## Assignment
Restate the data that follows exactly as it stands, beginning with the first line and ending with the line that contains "let step = |a: Point<i32>, b: Point<i32>|".

Start of Block

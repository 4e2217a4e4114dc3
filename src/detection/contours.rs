use image::{GrayImage, RgbImage};
use imageproc::contours::{find_contours, BorderType};
use imageproc::geometry::min_area_rect;
use imageproc::point::Point;
use tracing::{debug, trace};

use crate::config::ContourConfig;
use crate::detection::preprocessing;
use crate::models::{BoundingRect, Contour};

/// Drop interior points of straight unit-step runs, keeping run endpoints.
pub fn simplify_chain(points: &[Point<i32>]) -> Vec<Point<i32>> {
    let n = points.len();
    if n < 3 {
        return points.to_vec();
    }
    let step = |a: Point<i32>, b: Point<i32>| (b.x - a.x, b.y - a.y);
    (0..n)
        .filter(|&i| {
            let prev = points[(i + n - 1) % n];
            let next = points[(i + 1) % n];
            step(prev, points[i]) != step(points[i], next)
        })
        .map(|i| points[i])
        .collect()
}

/// Outermost contours of a binary edge map; holes and nested borders are skipped.
pub fn find_external_contours(edges: &GrayImage) -> Vec<Contour> {
    find_contours::<i32>(edges)
        .into_iter()
        .filter(|c| matches!(c.border_type, BorderType::Outer) && c.parent.is_none())
        .map(|c| Contour {
            points: simplify_chain(&c.points),
        })
        .collect()
}

/// Minimum-area rectangle around a contour with non-zero area.
pub fn fit_rect(contour: &Contour) -> Option<BoundingRect> {
    if contour.area() <= 0.0 {
        return None;
    }
    let corners = min_area_rect(&contour.points);
    Some(BoundingRect {
        corners: corners.map(|p| (p.x, p.y)),
    })
}

/// Edge detection, contour extraction and rectangle fitting for one class.
#[derive(Debug, Clone)]
pub struct ContourDetector {
    pub low_threshold: f32,
    pub high_threshold: f32,
    pub min_area: f64,
}

impl ContourDetector {
    pub fn new(config: &ContourConfig) -> Self {
        Self {
            low_threshold: config.canny_low,
            high_threshold: config.canny_high,
            min_area: config.min_area,
        }
    }

    pub fn edges(&self, masked: &RgbImage) -> GrayImage {
        let plane = preprocessing::max_channel(masked);
        preprocessing::detect_edges(&plane, self.low_threshold, self.high_threshold)
    }

    /// Contours larger than the minimum area, in discovery order.
    pub fn contours(&self, edges: &GrayImage) -> Vec<Contour> {
        find_external_contours(edges)
            .into_iter()
            .filter(|c| {
                let area = c.area();
                if area > self.min_area {
                    true
                } else {
                    trace!(area, min_area = self.min_area, "dropping small contour");
                    false
                }
            })
            .collect()
    }

    /// Fitted rectangles for a masked image, along with its edge map.
    pub fn detect(&self, masked: &RgbImage) -> (GrayImage, Vec<BoundingRect>) {
        let edges = self.edges(masked);
        let contours = self.contours(&edges);
        let rects: Vec<BoundingRect> = contours.iter().filter_map(fit_rect).collect();
        debug!(contours = contours.len(), rects = rects.len(), "fitted rectangles");
        (edges, rects)
    }
}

End of Block

## Your solution
repository 4e2217a4e4114dc3
filename src/detection/contours.rs
use image::{GrayImage, RgbImage};
use imageproc::contours::{find_contours, BorderType};
use imageproc::geometry::min_area_rect;
use imageproc::point::Point;
use tracing::{debug, trace};

use crate::config::ContourConfig;
use crate::detection::preprocessing;
use crate::models::{BoundingRect, Contour};

/// Drop interior points of straight unit-step runs, keeping run endpoints.
pub fn simplify_chain(points: &[Point<i32>]) -> Vec<Point<i32>> {
    let n = points.len();
    if n < 3 {
        return points.to_vec();
    }
    let step = |a: Point<i32>, b: Point<i32>| (b.x - a.x, b.y - a.y);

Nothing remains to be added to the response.